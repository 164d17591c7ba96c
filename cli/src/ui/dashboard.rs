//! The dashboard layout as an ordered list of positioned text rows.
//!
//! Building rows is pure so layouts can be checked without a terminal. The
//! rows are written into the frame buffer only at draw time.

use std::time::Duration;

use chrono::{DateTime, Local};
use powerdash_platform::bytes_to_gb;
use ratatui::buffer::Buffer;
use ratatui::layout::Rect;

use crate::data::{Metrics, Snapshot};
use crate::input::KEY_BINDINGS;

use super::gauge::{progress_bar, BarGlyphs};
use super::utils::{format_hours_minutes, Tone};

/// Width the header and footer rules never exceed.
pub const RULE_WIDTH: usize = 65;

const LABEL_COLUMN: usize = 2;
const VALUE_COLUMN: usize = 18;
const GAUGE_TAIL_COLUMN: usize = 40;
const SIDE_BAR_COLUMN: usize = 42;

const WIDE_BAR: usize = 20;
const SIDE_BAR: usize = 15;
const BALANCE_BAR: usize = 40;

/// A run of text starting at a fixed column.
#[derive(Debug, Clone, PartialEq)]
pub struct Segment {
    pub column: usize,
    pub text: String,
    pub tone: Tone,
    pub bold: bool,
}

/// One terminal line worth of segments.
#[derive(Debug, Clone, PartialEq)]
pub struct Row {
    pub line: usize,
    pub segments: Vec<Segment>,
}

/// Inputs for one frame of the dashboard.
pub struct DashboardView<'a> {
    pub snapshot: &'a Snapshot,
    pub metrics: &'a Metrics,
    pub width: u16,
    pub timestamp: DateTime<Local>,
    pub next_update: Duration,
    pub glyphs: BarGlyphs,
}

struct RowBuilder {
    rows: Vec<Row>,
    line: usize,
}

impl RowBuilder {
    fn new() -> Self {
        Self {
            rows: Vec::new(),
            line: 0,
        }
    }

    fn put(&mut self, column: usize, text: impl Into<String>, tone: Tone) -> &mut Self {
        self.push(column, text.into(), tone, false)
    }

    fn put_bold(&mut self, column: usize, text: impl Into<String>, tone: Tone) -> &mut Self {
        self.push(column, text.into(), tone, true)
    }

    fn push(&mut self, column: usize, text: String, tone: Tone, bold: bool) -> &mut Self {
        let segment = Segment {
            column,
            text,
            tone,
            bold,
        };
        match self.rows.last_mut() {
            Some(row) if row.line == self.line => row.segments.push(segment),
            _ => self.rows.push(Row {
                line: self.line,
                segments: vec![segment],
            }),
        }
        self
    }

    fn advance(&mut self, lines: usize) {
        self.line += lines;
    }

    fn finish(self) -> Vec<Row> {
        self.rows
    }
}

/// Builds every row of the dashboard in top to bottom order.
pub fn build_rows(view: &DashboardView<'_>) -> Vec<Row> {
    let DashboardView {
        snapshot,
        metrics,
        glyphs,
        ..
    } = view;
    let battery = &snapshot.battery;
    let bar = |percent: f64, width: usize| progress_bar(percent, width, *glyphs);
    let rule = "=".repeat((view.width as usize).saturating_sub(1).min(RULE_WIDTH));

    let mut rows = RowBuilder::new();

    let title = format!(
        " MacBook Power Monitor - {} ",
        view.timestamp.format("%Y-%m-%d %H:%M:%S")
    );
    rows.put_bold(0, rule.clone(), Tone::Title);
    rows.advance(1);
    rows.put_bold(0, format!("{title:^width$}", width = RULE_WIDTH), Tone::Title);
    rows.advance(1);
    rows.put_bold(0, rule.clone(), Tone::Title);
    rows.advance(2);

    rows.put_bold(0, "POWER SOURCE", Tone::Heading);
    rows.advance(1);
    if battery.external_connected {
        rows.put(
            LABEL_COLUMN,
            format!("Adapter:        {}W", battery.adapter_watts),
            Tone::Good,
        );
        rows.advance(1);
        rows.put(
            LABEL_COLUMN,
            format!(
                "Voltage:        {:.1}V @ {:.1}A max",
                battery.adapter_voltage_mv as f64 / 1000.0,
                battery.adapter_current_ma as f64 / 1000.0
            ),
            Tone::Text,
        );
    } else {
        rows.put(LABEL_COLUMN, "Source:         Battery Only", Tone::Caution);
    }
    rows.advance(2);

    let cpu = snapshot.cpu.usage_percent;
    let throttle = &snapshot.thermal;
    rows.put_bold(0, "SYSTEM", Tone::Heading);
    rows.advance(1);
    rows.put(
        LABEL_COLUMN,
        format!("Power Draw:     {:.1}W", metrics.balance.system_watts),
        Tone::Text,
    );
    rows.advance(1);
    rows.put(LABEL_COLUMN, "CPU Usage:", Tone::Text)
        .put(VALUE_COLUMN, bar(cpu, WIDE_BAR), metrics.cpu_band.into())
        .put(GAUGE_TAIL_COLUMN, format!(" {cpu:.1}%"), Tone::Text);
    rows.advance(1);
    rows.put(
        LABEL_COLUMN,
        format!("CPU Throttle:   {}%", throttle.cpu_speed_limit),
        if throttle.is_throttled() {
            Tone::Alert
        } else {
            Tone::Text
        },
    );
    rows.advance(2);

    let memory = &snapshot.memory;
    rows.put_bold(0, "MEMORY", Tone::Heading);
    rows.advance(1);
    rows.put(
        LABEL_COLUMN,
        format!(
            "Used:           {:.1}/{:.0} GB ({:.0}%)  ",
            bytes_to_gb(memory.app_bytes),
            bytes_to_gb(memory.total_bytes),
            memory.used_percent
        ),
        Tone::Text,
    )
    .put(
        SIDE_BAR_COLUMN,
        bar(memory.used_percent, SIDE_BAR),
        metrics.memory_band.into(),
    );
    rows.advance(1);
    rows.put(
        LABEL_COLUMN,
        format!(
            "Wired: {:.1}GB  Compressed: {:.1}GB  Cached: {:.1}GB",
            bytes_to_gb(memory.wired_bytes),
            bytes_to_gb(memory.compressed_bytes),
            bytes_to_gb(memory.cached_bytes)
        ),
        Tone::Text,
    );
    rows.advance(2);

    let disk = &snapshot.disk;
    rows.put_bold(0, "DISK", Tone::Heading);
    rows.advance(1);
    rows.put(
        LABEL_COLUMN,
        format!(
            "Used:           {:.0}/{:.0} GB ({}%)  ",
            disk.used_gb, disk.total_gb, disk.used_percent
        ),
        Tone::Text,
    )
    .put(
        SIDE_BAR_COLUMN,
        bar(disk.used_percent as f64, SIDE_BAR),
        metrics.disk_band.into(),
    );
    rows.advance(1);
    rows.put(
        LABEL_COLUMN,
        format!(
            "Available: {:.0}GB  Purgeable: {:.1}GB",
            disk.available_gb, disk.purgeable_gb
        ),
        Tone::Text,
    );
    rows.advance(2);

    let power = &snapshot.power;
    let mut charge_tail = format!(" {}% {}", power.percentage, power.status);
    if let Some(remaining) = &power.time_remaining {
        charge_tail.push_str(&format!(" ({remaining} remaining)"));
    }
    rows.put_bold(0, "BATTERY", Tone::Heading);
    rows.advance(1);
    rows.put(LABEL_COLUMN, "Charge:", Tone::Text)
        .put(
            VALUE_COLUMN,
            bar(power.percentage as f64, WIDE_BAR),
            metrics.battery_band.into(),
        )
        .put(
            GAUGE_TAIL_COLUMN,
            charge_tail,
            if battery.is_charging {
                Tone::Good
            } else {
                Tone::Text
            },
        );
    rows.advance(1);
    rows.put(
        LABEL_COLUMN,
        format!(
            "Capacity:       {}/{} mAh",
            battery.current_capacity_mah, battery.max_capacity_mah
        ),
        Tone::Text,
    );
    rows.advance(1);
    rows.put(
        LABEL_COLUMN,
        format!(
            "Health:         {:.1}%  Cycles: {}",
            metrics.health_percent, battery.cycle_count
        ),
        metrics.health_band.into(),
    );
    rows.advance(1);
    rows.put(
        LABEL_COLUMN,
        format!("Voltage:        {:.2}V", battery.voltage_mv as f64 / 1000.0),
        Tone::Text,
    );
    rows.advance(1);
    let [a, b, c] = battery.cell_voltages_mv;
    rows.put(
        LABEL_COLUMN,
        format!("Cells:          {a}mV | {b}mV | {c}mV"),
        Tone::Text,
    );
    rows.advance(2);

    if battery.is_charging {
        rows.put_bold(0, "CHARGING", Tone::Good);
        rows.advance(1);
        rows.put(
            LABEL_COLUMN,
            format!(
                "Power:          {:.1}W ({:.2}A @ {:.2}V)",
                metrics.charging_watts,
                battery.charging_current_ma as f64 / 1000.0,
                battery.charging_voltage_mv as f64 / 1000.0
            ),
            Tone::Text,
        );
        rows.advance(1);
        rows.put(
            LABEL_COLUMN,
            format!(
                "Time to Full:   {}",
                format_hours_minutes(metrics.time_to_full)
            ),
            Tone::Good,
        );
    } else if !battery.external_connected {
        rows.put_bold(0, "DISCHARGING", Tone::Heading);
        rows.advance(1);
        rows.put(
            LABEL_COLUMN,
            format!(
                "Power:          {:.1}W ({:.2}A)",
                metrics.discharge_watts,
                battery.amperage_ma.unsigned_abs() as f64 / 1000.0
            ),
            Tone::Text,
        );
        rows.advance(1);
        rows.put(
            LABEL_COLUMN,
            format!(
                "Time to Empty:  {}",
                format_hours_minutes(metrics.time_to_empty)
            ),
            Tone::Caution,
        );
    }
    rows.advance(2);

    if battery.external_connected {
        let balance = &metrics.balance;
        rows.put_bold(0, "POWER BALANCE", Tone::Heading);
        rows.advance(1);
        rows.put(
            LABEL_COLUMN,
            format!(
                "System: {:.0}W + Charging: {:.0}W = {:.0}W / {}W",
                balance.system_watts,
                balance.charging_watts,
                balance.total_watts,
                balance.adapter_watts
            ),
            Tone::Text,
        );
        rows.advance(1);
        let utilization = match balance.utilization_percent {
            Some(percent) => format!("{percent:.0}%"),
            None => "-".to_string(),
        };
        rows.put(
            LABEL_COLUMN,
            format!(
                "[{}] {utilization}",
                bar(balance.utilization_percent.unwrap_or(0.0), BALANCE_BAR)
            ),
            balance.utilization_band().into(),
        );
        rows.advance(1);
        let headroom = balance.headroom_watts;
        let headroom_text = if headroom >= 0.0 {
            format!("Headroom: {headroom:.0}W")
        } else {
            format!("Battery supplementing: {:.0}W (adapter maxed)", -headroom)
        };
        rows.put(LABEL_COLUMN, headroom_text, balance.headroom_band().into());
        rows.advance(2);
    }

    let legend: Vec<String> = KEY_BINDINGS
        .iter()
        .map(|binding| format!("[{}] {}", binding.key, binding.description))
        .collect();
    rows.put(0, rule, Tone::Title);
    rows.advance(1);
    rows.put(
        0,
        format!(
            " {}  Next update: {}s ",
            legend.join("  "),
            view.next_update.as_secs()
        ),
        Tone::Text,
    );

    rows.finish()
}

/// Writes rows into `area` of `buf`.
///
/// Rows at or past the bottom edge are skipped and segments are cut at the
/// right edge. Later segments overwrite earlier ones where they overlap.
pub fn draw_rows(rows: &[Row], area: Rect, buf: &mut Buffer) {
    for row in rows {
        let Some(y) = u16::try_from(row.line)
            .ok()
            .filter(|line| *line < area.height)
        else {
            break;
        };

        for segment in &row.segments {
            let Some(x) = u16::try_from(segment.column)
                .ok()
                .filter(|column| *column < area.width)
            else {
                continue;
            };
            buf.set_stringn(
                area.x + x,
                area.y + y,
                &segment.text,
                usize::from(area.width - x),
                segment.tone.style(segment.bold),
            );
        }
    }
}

### WORK INSTRUCTION
Nothing should be returned except the lines from the first line of the data above through the line with "const VALUE_COLUMN: usize = 18;", each one exact.

### PROBLEM SOLUTION
repository 164d17591c7ba96c
filename cli/src/ui/dashboard.rs
//! The dashboard layout as an ordered list of positioned text rows.
//!
//! Building rows is pure so layouts can be checked without a terminal. The
//! rows are written into the frame buffer only at draw time.

use std::time::Duration;

use chrono::{DateTime, Local};
use powerdash_platform::bytes_to_gb;
use ratatui::buffer::Buffer;
use ratatui::layout::Rect;

use crate::data::{Metrics, Snapshot};
use crate::input::KEY_BINDINGS;

use super::gauge::{progress_bar, BarGlyphs};
use super::utils::{format_hours_minutes, Tone};

/// Width the header and footer rules never exceed.
pub const RULE_WIDTH: usize = 65;

const LABEL_COLUMN: usize = 2;
const VALUE_COLUMN: usize = 18;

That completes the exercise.